(Collected data entries)
□ □ □ □ □ □ □

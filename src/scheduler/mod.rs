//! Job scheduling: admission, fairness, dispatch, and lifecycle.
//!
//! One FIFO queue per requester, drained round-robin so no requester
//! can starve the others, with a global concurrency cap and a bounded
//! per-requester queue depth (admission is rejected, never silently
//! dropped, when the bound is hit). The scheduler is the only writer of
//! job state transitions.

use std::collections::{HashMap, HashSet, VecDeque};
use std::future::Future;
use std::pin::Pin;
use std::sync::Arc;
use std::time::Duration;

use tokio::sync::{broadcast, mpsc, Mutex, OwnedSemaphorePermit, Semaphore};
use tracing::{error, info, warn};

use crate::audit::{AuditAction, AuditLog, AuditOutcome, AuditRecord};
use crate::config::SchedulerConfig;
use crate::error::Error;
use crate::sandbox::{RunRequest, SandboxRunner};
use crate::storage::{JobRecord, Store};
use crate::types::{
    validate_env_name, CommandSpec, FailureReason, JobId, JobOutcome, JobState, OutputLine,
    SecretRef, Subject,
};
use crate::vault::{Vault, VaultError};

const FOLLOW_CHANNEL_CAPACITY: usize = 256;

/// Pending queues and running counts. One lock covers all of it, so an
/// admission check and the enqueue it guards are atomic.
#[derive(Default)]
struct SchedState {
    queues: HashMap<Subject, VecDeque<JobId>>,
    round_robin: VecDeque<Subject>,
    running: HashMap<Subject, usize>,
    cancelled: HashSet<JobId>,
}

□ □ □ □ □ □ □

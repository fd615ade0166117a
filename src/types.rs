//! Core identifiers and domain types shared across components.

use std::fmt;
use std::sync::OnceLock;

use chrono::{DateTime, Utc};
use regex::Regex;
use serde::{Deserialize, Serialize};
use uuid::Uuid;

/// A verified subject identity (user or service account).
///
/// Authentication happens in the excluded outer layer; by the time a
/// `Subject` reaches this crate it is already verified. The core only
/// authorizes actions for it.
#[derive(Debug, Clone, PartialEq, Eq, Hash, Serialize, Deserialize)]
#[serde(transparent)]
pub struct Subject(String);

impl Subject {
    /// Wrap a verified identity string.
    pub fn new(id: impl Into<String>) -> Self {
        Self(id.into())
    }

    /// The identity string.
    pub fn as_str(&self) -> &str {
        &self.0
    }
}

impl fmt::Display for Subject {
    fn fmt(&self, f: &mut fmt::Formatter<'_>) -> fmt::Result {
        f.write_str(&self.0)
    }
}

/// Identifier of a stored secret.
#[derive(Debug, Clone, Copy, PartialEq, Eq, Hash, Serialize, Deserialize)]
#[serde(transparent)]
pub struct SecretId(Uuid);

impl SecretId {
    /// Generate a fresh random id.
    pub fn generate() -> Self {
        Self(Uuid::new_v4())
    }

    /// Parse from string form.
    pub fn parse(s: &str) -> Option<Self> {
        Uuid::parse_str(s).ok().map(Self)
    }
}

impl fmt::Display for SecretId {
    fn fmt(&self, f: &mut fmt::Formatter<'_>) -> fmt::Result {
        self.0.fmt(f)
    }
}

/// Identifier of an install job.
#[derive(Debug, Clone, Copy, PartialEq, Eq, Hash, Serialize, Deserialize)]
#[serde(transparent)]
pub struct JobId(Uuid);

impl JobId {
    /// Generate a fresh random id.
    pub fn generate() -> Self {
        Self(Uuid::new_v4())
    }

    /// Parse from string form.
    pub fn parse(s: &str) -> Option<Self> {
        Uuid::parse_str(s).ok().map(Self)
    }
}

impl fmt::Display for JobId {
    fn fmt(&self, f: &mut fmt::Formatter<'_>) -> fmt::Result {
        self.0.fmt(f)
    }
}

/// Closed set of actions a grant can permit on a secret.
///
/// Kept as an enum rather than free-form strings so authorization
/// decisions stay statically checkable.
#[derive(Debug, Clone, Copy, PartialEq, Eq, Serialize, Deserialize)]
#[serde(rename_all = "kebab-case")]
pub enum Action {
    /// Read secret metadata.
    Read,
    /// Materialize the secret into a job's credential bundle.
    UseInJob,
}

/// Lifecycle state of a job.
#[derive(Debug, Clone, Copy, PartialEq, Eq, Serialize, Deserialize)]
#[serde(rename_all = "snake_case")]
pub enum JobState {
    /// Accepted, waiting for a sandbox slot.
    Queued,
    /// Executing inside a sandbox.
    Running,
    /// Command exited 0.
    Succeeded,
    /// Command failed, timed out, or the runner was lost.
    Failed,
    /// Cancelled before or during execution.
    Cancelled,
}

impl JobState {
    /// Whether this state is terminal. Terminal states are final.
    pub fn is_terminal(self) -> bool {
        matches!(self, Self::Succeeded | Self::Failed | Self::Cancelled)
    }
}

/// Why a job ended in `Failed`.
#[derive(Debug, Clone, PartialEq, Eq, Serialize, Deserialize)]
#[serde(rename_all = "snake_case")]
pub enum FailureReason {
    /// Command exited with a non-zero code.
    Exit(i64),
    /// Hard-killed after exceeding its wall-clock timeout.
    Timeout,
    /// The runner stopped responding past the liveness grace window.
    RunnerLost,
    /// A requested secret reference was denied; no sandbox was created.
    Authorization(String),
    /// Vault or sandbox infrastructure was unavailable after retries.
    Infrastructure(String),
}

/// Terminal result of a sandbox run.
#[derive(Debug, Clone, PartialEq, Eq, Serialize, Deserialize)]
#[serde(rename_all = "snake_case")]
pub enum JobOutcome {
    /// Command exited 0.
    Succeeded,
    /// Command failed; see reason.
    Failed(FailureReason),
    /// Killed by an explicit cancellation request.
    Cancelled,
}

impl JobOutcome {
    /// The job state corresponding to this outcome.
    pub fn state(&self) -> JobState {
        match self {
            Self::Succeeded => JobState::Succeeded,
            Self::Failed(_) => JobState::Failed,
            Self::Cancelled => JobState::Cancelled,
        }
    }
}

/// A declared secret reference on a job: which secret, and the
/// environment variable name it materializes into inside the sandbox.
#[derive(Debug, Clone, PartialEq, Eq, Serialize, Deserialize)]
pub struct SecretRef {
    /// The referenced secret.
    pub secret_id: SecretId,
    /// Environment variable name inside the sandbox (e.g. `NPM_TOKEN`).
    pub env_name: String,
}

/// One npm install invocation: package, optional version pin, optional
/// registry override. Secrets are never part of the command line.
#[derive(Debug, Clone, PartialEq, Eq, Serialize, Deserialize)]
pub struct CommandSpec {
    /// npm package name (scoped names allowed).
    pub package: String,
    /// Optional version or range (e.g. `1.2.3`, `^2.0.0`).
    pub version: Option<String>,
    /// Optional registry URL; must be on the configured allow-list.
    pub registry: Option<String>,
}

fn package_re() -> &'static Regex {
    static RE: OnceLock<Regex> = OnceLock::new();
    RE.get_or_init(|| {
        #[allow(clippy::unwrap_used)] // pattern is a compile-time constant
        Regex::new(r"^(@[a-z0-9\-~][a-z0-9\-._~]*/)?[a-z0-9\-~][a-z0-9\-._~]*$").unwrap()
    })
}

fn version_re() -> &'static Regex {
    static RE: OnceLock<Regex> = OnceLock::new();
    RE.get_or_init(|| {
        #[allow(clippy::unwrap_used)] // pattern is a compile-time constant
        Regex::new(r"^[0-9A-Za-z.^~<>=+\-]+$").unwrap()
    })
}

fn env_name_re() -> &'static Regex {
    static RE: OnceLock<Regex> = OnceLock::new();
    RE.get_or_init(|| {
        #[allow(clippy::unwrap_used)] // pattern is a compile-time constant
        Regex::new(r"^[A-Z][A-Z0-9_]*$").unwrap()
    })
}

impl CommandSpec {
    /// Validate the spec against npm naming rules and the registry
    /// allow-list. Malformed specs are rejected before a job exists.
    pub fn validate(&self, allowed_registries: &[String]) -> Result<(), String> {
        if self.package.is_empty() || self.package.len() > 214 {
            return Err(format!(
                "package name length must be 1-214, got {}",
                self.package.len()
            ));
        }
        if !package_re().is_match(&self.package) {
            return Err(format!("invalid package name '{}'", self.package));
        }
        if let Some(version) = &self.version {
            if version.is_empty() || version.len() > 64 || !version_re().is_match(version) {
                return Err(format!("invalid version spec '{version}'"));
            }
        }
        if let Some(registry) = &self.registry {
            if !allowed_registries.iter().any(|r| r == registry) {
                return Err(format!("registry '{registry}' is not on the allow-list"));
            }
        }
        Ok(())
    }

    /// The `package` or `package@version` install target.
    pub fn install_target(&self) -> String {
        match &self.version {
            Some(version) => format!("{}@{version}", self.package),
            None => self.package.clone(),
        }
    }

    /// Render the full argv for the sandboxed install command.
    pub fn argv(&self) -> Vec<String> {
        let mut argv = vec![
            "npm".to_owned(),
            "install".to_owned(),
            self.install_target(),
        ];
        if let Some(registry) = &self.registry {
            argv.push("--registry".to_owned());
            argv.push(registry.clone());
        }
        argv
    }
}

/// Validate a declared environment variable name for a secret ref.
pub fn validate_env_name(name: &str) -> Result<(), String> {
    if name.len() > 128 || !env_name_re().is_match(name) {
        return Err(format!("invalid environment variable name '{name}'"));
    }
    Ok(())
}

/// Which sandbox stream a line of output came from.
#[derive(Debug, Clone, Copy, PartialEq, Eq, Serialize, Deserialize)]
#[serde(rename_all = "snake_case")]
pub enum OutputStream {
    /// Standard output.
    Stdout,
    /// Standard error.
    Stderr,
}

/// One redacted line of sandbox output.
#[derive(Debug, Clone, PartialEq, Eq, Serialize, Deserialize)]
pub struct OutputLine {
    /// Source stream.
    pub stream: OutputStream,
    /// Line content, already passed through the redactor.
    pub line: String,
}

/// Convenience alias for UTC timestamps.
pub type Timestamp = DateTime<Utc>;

□ □ □ □ □ □ □

Work instructions:
Go through the records and show every line with the string "actions" in it.

Exercise result:
/// authorizes actions for it.
/// Closed set of actions a grant can permit on a secret.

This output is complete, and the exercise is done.